Pre-Talk Blog Post for Vishnoi Event: Bias in Algorithms

November 18, 2021

A key objective of Artificial Intelligence (AI) techniques is to learn from data how patterns can be associated with prediction power. To be able to extract inference from data as a tool to be able to implicate, authorize, and supervise various aspects of society is groundbreaking. In addition, for the hiring and public services sectors, identities, demographic attributes, preferences, and predicting future behavior as related to criminal justice and lending are all possible applications for these algorithms.

Recently, artificial algorithms have made significant progress toward replicating natural intelligence based on human-generated datasets that allow for the training of a machine learning model which is a blend of a computational and statistical approach. While these algorithms have led to significant economic and social growth, they have also been found to be biased. Some algorithms may reproduce and even amplify human biases, especially those affecting marginalized societies.

The objective world of artificial algorithms is shaped by social and human biases, and our challenge lies in developing algorithms without these biases and limitations. A bias can arise due to historical human biases or incomplete and unrepresentative data because if the training set is more representative of certain groups of people than others, then the predictions of the model may also be statistically worse for marginalized people. For a fair understanding of bias, a straightforward assessment of the set of outputs that the algorithm produces to check for abnormal results is insufficient.

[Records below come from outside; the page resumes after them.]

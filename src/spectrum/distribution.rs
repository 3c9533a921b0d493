use anyhow::{ensure, Context};

use crate::Float;
use crate::math::lerp;
use super::{SampledSpectrum, SampledWavelengths};

/// A spectral distribution that can be point-evaluated in nanometres.
pub trait SpectrumKind {
    fn value(&self, lambda: Float) -> Float;

    fn max_value(&self) -> Float;

    fn sample(&self, lambda: &SampledWavelengths) -> SampledSpectrum {
        SampledSpectrum::new_with(|i| self.value(lambda.lambda(i)))
    }
}

tagged_handle! {
    #[derive(Clone, Debug)]
    pub enum Spectrum {
        Constant(ConstantSpectrum),
        PiecewiseLinear(PiecewiseLinearSpectrum),
        Blackbody(BlackbodySpectrum),
    }
}

impl Spectrum {
    pub fn constant(c: Float) -> Self {
        Spectrum::Constant(ConstantSpectrum::new(c))
    }
}

impl SpectrumKind for Spectrum {
    fn value(&self, lambda: Float) -> Float {
        match self {
            Spectrum::Constant(s) => s.value(lambda),
            Spectrum::PiecewiseLinear(s) => s.value(lambda),
            Spectrum::Blackbody(s) => s.value(lambda),
        }
    }

    fn max_value(&self) -> Float {
        match self {
            Spectrum::Constant(s) => s.max_value(),
            Spectrum::PiecewiseLinear(s) => s.max_value(),
            Spectrum::Blackbody(s) => s.max_value(),
        }
    }

    fn sample(&self, lambda: &SampledWavelengths) -> SampledSpectrum {
        match self {
            Spectrum::Constant(s) => s.sample(lambda),
            Spectrum::PiecewiseLinear(s) => s.sample(lambda),
            Spectrum::Blackbody(s) => s.sample(lambda),
        }
    }
}

#[derive(Clone, Copy, Debug, PartialEq)]
pub struct ConstantSpectrum {
    c: Float,
}

impl ConstantSpectrum {
    pub fn new(c: Float) -> Self {
        Self { c }
    }
}

impl SpectrumKind for ConstantSpectrum {
    fn value(&self, _lambda: Float) -> Float {
        self.c
    }

    fn max_value(&self) -> Float {
        self.c
    }

    fn sample(&self, _lambda: &SampledWavelengths) -> SampledSpectrum {
        SampledSpectrum::uniform(self.c)
    }
}

/// Linear interpolation between `(lambda, value)` knots, zero outside of them.
#[derive(Clone, Debug, PartialEq)]
pub struct PiecewiseLinearSpectrum {
    lambdas: Vec<Float>,
    values: Vec<Float>,
}

impl PiecewiseLinearSpectrum {
    pub fn try_new(lambdas: Vec<Float>, values: Vec<Float>) -> anyhow::Result<Self> {
        ensure!(!lambdas.is_empty(), "piecewise spectrum needs at least one knot");
        ensure!(
            lambdas.len() == values.len(),
            "piecewise spectrum has {} wavelengths but {} values",
            lambdas.len(),
            values.len()
        );
        ensure!(
            lambdas.windows(2).all(|w| w[0] < w[1]),
            "piecewise spectrum wavelengths must be strictly increasing"
        );
        ensure!(values.iter().all(|v| v.is_finite()), "piecewise spectrum has non-finite values");
        Ok(Self { lambdas, values })
    }

    /// Builds from alternating `lambda, value` pairs.
    pub fn from_interleaved(data: &[Float]) -> anyhow::Result<Self> {
        ensure!(data.len() % 2 == 0, "interleaved spectrum has an odd number of entries ({})", data.len());
        let (lambdas, values) = data.chunks_exact(2).map(|c| (c[0], c[1])).unzip();
        Self::try_new(lambdas, values).context("invalid interleaved spectrum")
    }

    pub fn scale(&mut self, s: Float) {
        self.values.iter_mut().for_each(|v| *v *= s);
    }
}

impl SpectrumKind for PiecewiseLinearSpectrum {
    fn value(&self, lambda: Float) -> Float {
        let (first, last) = (self.lambdas[0], self.lambdas[self.lambdas.len() - 1]);
        if lambda < first || lambda > last {
            return 0.0;
        }
        if self.lambdas.len() == 1 {
            return self.values[0];
        }
        let o = self.lambdas.partition_point(|&l| l <= lambda).clamp(1, self.lambdas.len() - 1) - 1;
        let t = (lambda - self.lambdas[o]) / (self.lambdas[o + 1] - self.lambdas[o]);
        lerp(t, self.values[o], self.values[o + 1])
    }

    fn max_value(&self) -> Float {
        self.values.iter().cloned().fold(0.0, Float::max)
    }
}

/// Planck's law for temperature `t` (Kelvin), normalized to a peak of one.
#[derive(Clone, Copy, Debug, PartialEq)]
pub struct BlackbodySpectrum {
    t: Float,
    normalization: Float,
}

/// Emitted radiance of a blackbody at `lambda` nm.
pub fn blackbody(lambda: Float, t: Float) -> Float {
    if t <= 0.0 {
        return 0.0;
    }
    const C: f64 = 299792458.0;
    const H: f64 = 6.62606957e-34;
    const KB: f64 = 1.3806488e-23;
    let l = lambda as f64 * 1e-9;
    let le = (2.0 * H * C * C) / (l.powi(5) * (((H * C) / (l * KB * t as f64)).exp() - 1.0));
    le as Float
}

impl BlackbodySpectrum {
    pub fn new(t: Float) -> Self {
        // Wien's displacement law gives the peak wavelength.
        let lambda_max = 2.8977721e-3 / t * 1e9;
        let peak = blackbody(lambda_max, t);
        let normalization = if peak > 0.0 { 1.0 / peak } else { 0.0 };
        Self { t, normalization }
    }

    pub fn temperature(&self) -> Float {
        self.t
    }
}

impl SpectrumKind for BlackbodySpectrum {
    fn value(&self, lambda: Float) -> Float {
        blackbody(lambda, self.t) * self.normalization
    }

    fn max_value(&self) -> Float {
        1.0
    }
}

#[cfg(test)]
mod tests {
    use super::*;
    use crate::handle::Tagged;
    use approx::assert_relative_eq;

    #[test]
    fn piecewise_interpolates_and_clamps() -> anyhow::Result<()> {
        let s = PiecewiseLinearSpectrum::from_interleaved(&[400.0, 1.0, 500.0, 3.0, 600.0, 0.0])?;
        assert_relative_eq!(s.value(450.0), 2.0);
        assert_relative_eq!(s.value(500.0), 3.0);
        assert_relative_eq!(s.value(550.0), 1.5);
        assert_eq!(s.value(399.0), 0.0);
        assert_eq!(s.value(601.0), 0.0);
        assert_eq!(s.max_value(), 3.0);
        Ok(())
    }

    #[test]
    fn piecewise_rejects_malformed_input() {
        assert!(PiecewiseLinearSpectrum::try_new(vec![500.0, 400.0], vec![1.0, 1.0]).is_err());
        assert!(PiecewiseLinearSpectrum::try_new(vec![400.0], vec![1.0, 2.0]).is_err());
        assert!(PiecewiseLinearSpectrum::from_interleaved(&[400.0, 1.0, 500.0]).is_err());
    }

    #[test]
    fn blackbody_peaks_at_one() {
        let s = BlackbodySpectrum::new(6500.0);
        let peak = 2.8977721e-3 / 6500.0 * 1e9;
        assert_relative_eq!(s.value(peak), 1.0, max_relative = 1e-4);
        assert!(s.value(400.0) < 1.0 && s.value(700.0) < 1.0);
    }

    #[test]
    fn handle_forwards_to_kind() {
        let c = Spectrum::constant(2.5);
        assert!(c.is::<ConstantSpectrum>());
        assert_eq!(c.tag(), 1);
        let lambda = SampledWavelengths::sample_visible(0.25);
        assert_eq!(c.sample(&lambda), SampledSpectrum::uniform(2.5));

        let bb = BlackbodySpectrum::new(3000.0);
        let handle = Spectrum::from(bb);
        assert_eq!(Tagged::tag(&handle), 3);
        assert_eq!(handle.value(555.0), bb.value(555.0));
    }
}
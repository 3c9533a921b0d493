use crate::Float;
use crate::geometry::{Bounds3f, Ray};
use crate::light::Light;
use crate::material::Material;
use crate::shapes::{Shape, ShapeIntersection, ShapeKind};

pub trait PrimitiveKind<'a> {
    fn bounds(&self) -> Bounds3f;

    fn intersect(&self, ray: &Ray, t_max: Float) -> Option<ShapeIntersection<'a>>;

    fn intersect_p(&self, ray: &Ray, t_max: Float) -> bool;
}

tagged_handle! {
    pub enum Primitive<'a>: &'a {
        Geometric(GeometricPrimitive<'a>),
        List(PrimitiveList<'a>),
    }
}

impl<'a> PrimitiveKind<'a> for Primitive<'a> {
    fn bounds(&self) -> Bounds3f {
        each_kind!(self, Geometric, List => |p| p.bounds())
    }

    fn intersect(&self, ray: &Ray, t_max: Float) -> Option<ShapeIntersection<'a>> {
        each_kind!(self, Geometric, List => |p| p.intersect(ray, t_max))
    }

    fn intersect_p(&self, ray: &Ray, t_max: Float) -> bool {
        each_kind!(self, Geometric, List => |p| p.intersect_p(ray, t_max))
    }
}

/// A shape bound to the material that shades it and the area light that makes it emissive.
pub struct GeometricPrimitive<'a> {
    shape: Shape<'a>,
    material: Option<Material<'a>>,
    area_light: Option<Light<'a>>,
}

impl<'a> GeometricPrimitive<'a> {
    pub fn new(shape: Shape<'a>, material: Option<Material<'a>>, area_light: Option<Light<'a>>) -> Self {
        Self { shape, material, area_light }
    }

    pub fn shape(&self) -> Shape<'a> {
        self.shape
    }
}

impl<'a> PrimitiveKind<'a> for GeometricPrimitive<'a> {
    fn bounds(&self) -> Bounds3f {
        self.shape.bounds()
    }

    fn intersect(&self, ray: &Ray, t_max: Float) -> Option<ShapeIntersection<'a>> {
        let mut si = self.shape.intersect(ray, t_max)?;
        si.intr.material = self.material;
        si.intr.area_light = self.area_light;
        Some(si)
    }

    fn intersect_p(&self, ray: &Ray, t_max: Float) -> bool {
        self.shape.intersect_p(ray, t_max)
    }
}

/// Tests every primitive in turn. Stands in for an acceleration structure.
pub struct PrimitiveList<'a> {
    prims: Vec<Primitive<'a>>,
    bounds: Bounds3f,
}

impl<'a> PrimitiveList<'a> {
    pub fn new(prims: Vec<Primitive<'a>>) -> Self {
        let bounds = prims.iter().fold(Bounds3f::empty(), |b, p| b.union(&p.bounds()));
        Self { prims, bounds }
    }

    pub fn len(&self) -> usize {
        self.prims.len()
    }

    pub fn is_empty(&self) -> bool {
        self.prims.is_empty()
    }
}

impl<'a> PrimitiveKind<'a> for PrimitiveList<'a> {
    fn bounds(&self) -> Bounds3f {
        self.bounds
    }

    fn intersect(&self, ray: &Ray, t_max: Float) -> Option<ShapeIntersection<'a>> {
        let mut closest = None;
        let mut t_max = t_max;
        for prim in &self.prims {
            if let Some(si) = prim.intersect(ray, t_max) {
                t_max = si.t_hit;
                closest = Some(si);
            }
        }
        closest
    }

    fn intersect_p(&self, ray: &Ray, t_max: Float) -> bool {
        self.prims.iter().any(|p| p.intersect_p(ray, t_max))
    }
}

#[cfg(test)]
mod tests {
    use super::*;
    use crate::shapes::Sphere;
    use approx::assert_abs_diff_eq;

    #[test]
    fn list_returns_the_nearest_hit() {
        let near = Sphere::new(point3f!(0, 0, 0), 1.0, false);
        let far = Sphere::new(point3f!(0, 0, -5), 1.0, false);
        let (gn, gf) = (
            GeometricPrimitive::new(Shape::from(&near), None, None),
            GeometricPrimitive::new(Shape::from(&far), None, None),
        );
        // the far sphere first, so the list has to keep looking
        let list = PrimitiveList::new(vec![Primitive::from(&gf), Primitive::from(&gn)]);
        let ray = Ray::new(point3f!(0, 0, 5), vec3f!(0, 0, -1));
        let si = list.intersect(&ray, Float::INFINITY).unwrap();
        assert_abs_diff_eq!(si.t_hit, 4.0, epsilon = 1e-5);
        assert!(list.intersect_p(&ray, 3.0) == false);
        assert_abs_diff_eq!(list.bounds().min.z, -6.0);
    }
}
use crate::{Float, Point2f, Vec3f};
use crate::geometry::{Bounds3f, Ray};
use crate::interaction::{LightSampleContext, SurfaceHit};
use crate::light::{LightBounds, LightKind, LightLiSample, LightType, SceneSphere};
use crate::math::PI;
use crate::sampling::{sample_uniform_sphere, uniform_sphere_pdf};
use crate::spectrum::{SampledSpectrum, SampledWavelengths, Spectrum, SpectrumKind};

/// Constant radiance arriving from every direction.
#[derive(Debug)]
pub struct UniformInfiniteLight {
    lemit: Spectrum,
    scale: Float,
    scene: SceneSphere,
}

impl UniformInfiniteLight {
    pub fn new(lemit: Spectrum, scale: Float) -> Self {
        Self { lemit, scale, scene: SceneSphere::default() }
    }
}

impl LightKind for UniformInfiniteLight {
    fn light_type(&self) -> LightType {
        LightType::Infinite
    }

    fn phi(&self, lambda: &SampledWavelengths) -> SampledSpectrum {
        let (_, radius) = self.scene.get();
        4.0 * PI * PI * radius * radius * self.scale * self.lemit.sample(lambda)
    }

    fn sample_li(
        &self,
        ctx: &LightSampleContext,
        u: Point2f,
        lambda: &SampledWavelengths,
        allow_incomplete_pdf: bool,
    ) -> Option<LightLiSample> {
        // BSDF sampling alone handles a constant environment well
        if allow_incomplete_pdf {
            return None;
        }
        let (_, radius) = self.scene.get();
        let wi = sample_uniform_sphere(u);
        let p_light = SurfaceHit::from_point(ctx.p + wi * (2.0 * radius), ctx.time);
        Some(LightLiSample {
            l: self.scale * self.lemit.sample(lambda),
            wi,
            pdf: uniform_sphere_pdf(),
            p_light,
        })
    }

    fn pdf_li(&self, _ctx: &LightSampleContext, _wi: Vec3f, allow_incomplete_pdf: bool) -> Float {
        if allow_incomplete_pdf {
            0.0
        } else {
            uniform_sphere_pdf()
        }
    }

    fn le_escaped(&self, _ray: &Ray, lambda: &SampledWavelengths) -> SampledSpectrum {
        self.scale * self.lemit.sample(lambda)
    }

    fn preprocess(&self, scene_bounds: &Bounds3f) {
        self.scene.set(scene_bounds);
    }

    fn bounds(&self) -> Option<LightBounds> {
        None
    }
}

#[cfg(test)]
mod tests {
    use super::*;
    use approx::assert_relative_eq;

    #[test]
    fn incomplete_pdf_declines_sampling() {
        let light = UniformInfiniteLight::new(Spectrum::constant(1.0), 2.0);
        light.preprocess(&Bounds3f::new(point3f!(-1, -1, -1), point3f!(1, 1, 1)));
        let lambda = SampledWavelengths::sample_visible(0.5);
        let ctx = LightSampleContext::from_point(point3f!(0, 0, 0), 0.0);
        assert!(light.sample_li(&ctx, point2f!(0.2, 0.2), &lambda, true).is_none());
        assert_eq!(light.pdf_li(&ctx, vec3f!(0, 0, 1), true), 0.0);

        let ls = light.sample_li(&ctx, point2f!(0.2, 0.2), &lambda, false).unwrap();
        assert_relative_eq!(ls.pdf, light.pdf_li(&ctx, ls.wi, false));
        assert_relative_eq!(ls.l[3], 2.0);
        let ray = Ray::new(point3f!(0, 0, 0), vec3f!(1, 0, 0));
        assert_relative_eq!(light.le_escaped(&ray, &lambda)[0], 2.0);
    }
}
use crate::{Float, Point3f, Ray, Transform};
use crate::camera::{CameraBase, CameraKind, CameraRay, CameraRayDifferential, CameraSample, ProjectionBase};
use crate::film::{Film, FilmKind};
use crate::spectrum::{SampledSpectrum, SampledWavelengths};

/// Parallel projection: every ray leaves the film plane along the camera's +z axis.
#[derive(Debug)]
pub struct OrthographicCamera<'a> {
    base: CameraBase<'a>,
    proj: ProjectionBase,
}

impl<'a> OrthographicCamera<'a> {
    pub fn new(base: CameraBase<'a>, lens_radius: Float, focal_distance: Float) -> Self {
        let res = base.film().full_resolution();
        let proj = ProjectionBase::new(
            Transform::orthographic(0.0, 1.0),
            res,
            ProjectionBase::default_screen_window(res),
            lens_radius,
            focal_distance,
        );
        Self { base, proj }
    }
}

impl<'a> CameraKind<'a> for OrthographicCamera<'a> {
    fn generate_ray(&self, sample: CameraSample, _lambda: &SampledWavelengths) -> Option<CameraRay> {
        let p_camera = self.proj.camera_point(sample.p_film);
        let mut ray = Ray {
            origin: Point3f::new(p_camera.x, p_camera.y, 0.0),
            dir: vec3f!(0, 0, 1),
            time: self.base.sample_time(sample.time),
        };
        if self.proj.lens_radius > 0.0 {
            // the lens is centred on the film point rather than the camera origin
            let centre = ray.origin;
            ray.origin = Point3f::new(0.0, 0.0, 0.0);
            self.proj.apply_lens(&mut ray, sample.p_lens);
            ray.origin += vec3f!(centre.x, centre.y, 0);
        }
        Some(CameraRay { ray: self.base.render_from_camera(ray), weight: SampledSpectrum::one() })
    }

    fn generate_ray_differential(
        &self,
        sample: CameraSample,
        lambda: &SampledWavelengths,
    ) -> Option<CameraRayDifferential> {
        CameraBase::generate_ray_differential(self, sample, lambda)
    }

    fn film(&self) -> Film<'a> {
        self.base.film()
    }

    fn sample_time(&self, u: Float) -> Float {
        self.base.sample_time(u)
    }

    fn camera_transform(&self) -> &Transform {
        self.base.camera_transform()
    }
}

#[cfg(test)]
mod tests {
    use super::*;
    use crate::Point2f;
    use crate::film::{FilmBase, RgbFilm};
    use crate::filter::Filter;
    use approx::assert_relative_eq;

    #[test]
    fn rays_are_parallel_and_offset_by_the_film_position() {
        let film = RgbFilm::new(FilmBase::with_resolution(20, 10, Filter::default()), Float::INFINITY);
        let camera = OrthographicCamera::new(CameraBase::new(Transform::IDENTITY, (0.0, 1.0), Film::from(&film)), 0.0, 1.0);
        let lambda = SampledWavelengths::sample_visible(0.5);
        let at = |x: Float, y: Float| {
            let s = CameraSample { p_film: Point2f::new(x, y), p_lens: Point2f::new(0.5, 0.5), time: 0.0, filter_weight: 1.0 };
            camera.generate_ray(s, &lambda).unwrap().ray
        };
        let corner = at(0.0, 0.0);
        let centre = at(10.0, 5.0);
        assert_eq!(corner.dir, centre.dir);
        // aspect 2: the screen window is [-2, 2] x [-1, 1]
        assert_relative_eq!(corner.origin, point3f!(-2, 1, 0), epsilon = 1e-5);
        assert_relative_eq!(centre.origin, point3f!(0, 0, 0), epsilon = 1e-5);

        let rd = camera.generate_ray_differential(CameraSample {
            p_film: Point2f::new(10.0, 5.0), p_lens: Point2f::new(0.5, 0.5), time: 0.0, filter_weight: 1.0,
        }, &lambda).unwrap().ray;
        let diff = rd.diff.unwrap();
        assert_relative_eq!(diff.rx_origin.x - rd.ray.origin.x, 0.2, epsilon = 1e-3);
        assert_relative_eq!(diff.rx_dir, rd.ray.dir, epsilon = 1e-5);
    }
}
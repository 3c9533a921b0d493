use rand::{Rng, SeedableRng};
use rand_xoshiro::Xoshiro256Plus;

use crate::{Float, Point2f, Point2i};
use crate::math::{hash_values, permutation_element, ONE_MINUS_EPSILON};
use crate::sampler::{pixel_sample_seed, SamplerKind};

/// Jittered stratification of each dimension into `x_samples * y_samples` strata.
///
/// Every dimension draws its own permutation of the strata (hashed from the pixel, the
/// dimension and the seed), so the sample indices of one pixel cover each stratum exactly
/// once in every dimension without correlating dimensions with each other.
#[derive(Clone, Debug)]
pub struct StratifiedSampler {
    x_samples: usize,
    y_samples: usize,
    jitter: bool,
    seed: u64,
    pixel: Point2i,
    sample_index: usize,
    dimension: usize,
    rng: Xoshiro256Plus,
}

impl StratifiedSampler {
    pub fn new(x_samples: usize, y_samples: usize, jitter: bool, seed: u64) -> Self {
        assert!(x_samples * y_samples > 0, "sampler needs at least one sample per pixel");
        Self {
            x_samples,
            y_samples,
            jitter,
            seed,
            pixel: Point2i::new(0, 0),
            sample_index: 0,
            dimension: 0,
            rng: Xoshiro256Plus::seed_from_u64(seed),
        }
    }

    fn stratum(&self) -> usize {
        let hash = hash_values(&[self.pixel.x as u64, self.pixel.y as u64, self.dimension as u64, self.seed]);
        let spp = self.samples_per_pixel() as u32;
        permutation_element(self.sample_index as u32, spp, hash as u32) as usize
    }

    fn offset(&mut self) -> Float {
        if self.jitter { self.rng.gen() } else { 0.5 }
    }
}

impl SamplerKind for StratifiedSampler {
    fn samples_per_pixel(&self) -> usize {
        self.x_samples * self.y_samples
    }

    fn start_pixel_sample(&mut self, pixel: Point2i, index: usize, dim: usize) {
        self.pixel = pixel;
        self.sample_index = index;
        self.dimension = dim;
        self.rng = Xoshiro256Plus::seed_from_u64(pixel_sample_seed(pixel, index, self.seed));
        for _ in 0..dim {
            self.rng.gen::<Float>();
        }
    }

    fn get_1d(&mut self) -> Float {
        let stratum = self.stratum();
        self.dimension += 1;
        let delta = self.offset();
        Float::min((stratum as Float + delta) / self.samples_per_pixel() as Float, ONE_MINUS_EPSILON)
    }

    fn get_2d(&mut self) -> Point2f {
        let stratum = self.stratum();
        self.dimension += 2;
        let (x, y) = (stratum % self.x_samples, stratum / self.x_samples);
        let dx = self.offset();
        let dy = self.offset();
        Point2f::new(
            Float::min((x as Float + dx) / self.x_samples as Float, ONE_MINUS_EPSILON),
            Float::min((y as Float + dy) / self.y_samples as Float, ONE_MINUS_EPSILON),
        )
    }
}
use cgmath::InnerSpace;

use crate::{Float, Point2f, Vec3f};
use crate::fresnel::fr_conductor;
use crate::reflection::*;
use crate::spectrum::SampledSpectrum;

/// Metal reflection, perfectly specular or rough through a microfacet distribution.
#[derive(Clone, Copy, Debug)]
pub struct ConductorBxDF {
    distrib: TrowbridgeReitz,
    eta: SampledSpectrum,
    k: SampledSpectrum,
}

impl ConductorBxDF {
    pub fn new(distrib: TrowbridgeReitz, eta: SampledSpectrum, k: SampledSpectrum) -> Self {
        Self { distrib, eta, k }
    }

    pub fn regularize(&mut self) {
        self.distrib.regularize();
    }
}

impl BxDFKind for ConductorBxDF {
    fn flags(&self) -> BxDFFlags {
        if self.distrib.effectively_smooth() {
            BxDFFlags::SPECULAR_REFLECTION
        } else {
            BxDFFlags::GLOSSY_REFLECTION
        }
    }

    fn f(&self, wo: Vec3f, wi: Vec3f, _mode: TransportMode) -> SampledSpectrum {
        if !same_hemisphere(wo, wi) || self.distrib.effectively_smooth() {
            return SampledSpectrum::zero();
        }

        let cos_theta_o = abs_cos_theta(wo);
        let cos_theta_i = abs_cos_theta(wi);
        if cos_theta_i == 0.0 || cos_theta_o == 0.0 {
            return SampledSpectrum::zero();
        }
        let wm = wi + wo;
        if wm.magnitude2() == 0.0 {
            return SampledSpectrum::zero();
        }
        let wm = wm.normalize();

        let fr = fr_conductor(wo.dot(wm).abs(), self.eta, self.k);
        self.distrib.d(wm) * fr * self.distrib.g(wo, wi) / (4.0 * cos_theta_i * cos_theta_o)
    }

    fn sample_f(
        &self,
        wo: Vec3f,
        _uc: Float,
        u: Point2f,
        _mode: TransportMode,
        sample_flags: BxDFReflTransFlags,
    ) -> Option<BSDFSample> {
        if !sample_flags.contains(BxDFReflTransFlags::REFLECTION) {
            return None;
        }

        if self.distrib.effectively_smooth() {
            let wi = vec3f!(-wo.x, -wo.y, wo.z);
            let f = fr_conductor(abs_cos_theta(wi), self.eta, self.k) / abs_cos_theta(wi);
            return Some(BSDFSample::new(f, wi, 1.0, BxDFFlags::SPECULAR_REFLECTION));
        }

        if wo.z == 0.0 {
            return None;
        }
        let wm = self.distrib.sample_wm(wo, u);
        let wi = reflect(wo, wm);
        if !same_hemisphere(wo, wi) {
            return None;
        }

        let pdf = self.distrib.pdf(wo, wm) / (4.0 * wo.dot(wm).abs());
        let cos_theta_o = abs_cos_theta(wo);
        let cos_theta_i = abs_cos_theta(wi);
        if cos_theta_i == 0.0 || cos_theta_o == 0.0 {
            return None;
        }

        let fr = fr_conductor(wo.dot(wm).abs(), self.eta, self.k);
        let f = self.distrib.d(wm) * fr * self.distrib.g(wo, wi) / (4.0 * cos_theta_i * cos_theta_o);
        Some(BSDFSample::new(f, wi, pdf, BxDFFlags::GLOSSY_REFLECTION))
    }

    fn pdf(&self, wo: Vec3f, wi: Vec3f, _mode: TransportMode, sample_flags: BxDFReflTransFlags) -> Float {
        if !sample_flags.contains(BxDFReflTransFlags::REFLECTION)
            || !same_hemisphere(wo, wi)
            || self.distrib.effectively_smooth()
        {
            return 0.0;
        }
        let wm = wo + wi;
        if wm.magnitude2() == 0.0 {
            return 0.0;
        }
        let mut wm = wm.normalize();
        if wm.z < 0.0 {
            wm = -wm;
        }
        self.distrib.pdf(wo, wm) / (4.0 * wo.dot(wm).abs())
    }
}

#[cfg(test)]
mod tests {
    use super::*;
    use approx::assert_relative_eq;

    fn gold_ish(alpha: Float) -> ConductorBxDF {
        ConductorBxDF::new(
            TrowbridgeReitz::new(alpha, alpha),
            SampledSpectrum::uniform(0.2),
            SampledSpectrum::uniform(3.0),
        )
    }

    #[test]
    fn smooth_conductor_mirrors() {
        let bxdf = gold_ish(0.0);
        assert_eq!(bxdf.flags(), BxDFFlags::SPECULAR_REFLECTION);
        let wo = vec3f!(0.6, 0.0, 0.8);
        let bs = bxdf
            .sample_f(wo, 0.5, point2f!(0.5, 0.5), TransportMode::Radiance, BxDFReflTransFlags::all())
            .unwrap();
        assert_eq!(bs.wi, vec3f!(-0.6, 0.0, 0.8));
        assert!(bs.is_specular());
        assert_eq!(bxdf.pdf(wo, bs.wi, TransportMode::Radiance, BxDFReflTransFlags::all()), 0.0);
    }

    #[test]
    fn rough_sample_pdf_matches_pdf() {
        let bxdf = gold_ish(0.3);
        let wo = vec3f!(0.3, 0.2, 0.9).normalize();
        let bs = bxdf
            .sample_f(wo, 0.5, point2f!(0.4, 0.6), TransportMode::Radiance, BxDFReflTransFlags::all())
            .unwrap();
        let pdf = bxdf.pdf(wo, bs.wi, TransportMode::Radiance, BxDFReflTransFlags::all());
        assert_relative_eq!(bs.pdf, pdf, max_relative = 1e-3);
        let f = bxdf.f(wo, bs.wi, TransportMode::Radiance);
        assert_relative_eq!(bs.f[1], f[1], max_relative = 1e-3);
    }
}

Ultimately, these fairness and accuracy considerations should be driven by discussions regarding ethical frameworks and reasonable guidelines for machine learning algorithms.

AI algorithms are fundamental to a healthy economy as they offer far greater clarity and transparency about the ingredients and motivations behind economic decisions, and therefore offer significantly better opportunities for growth. If, however, there is no mechanism that integrates technical diligence, justice, and transparency from design to execution, it may lead to an amplified unethical practice and discrimination.

In the talk, Professor Nisheeth Vishnoi will discuss how policies and ethics related to artificial intelligence can be altered to overcome these limitations and biases in human decision-making algorithms.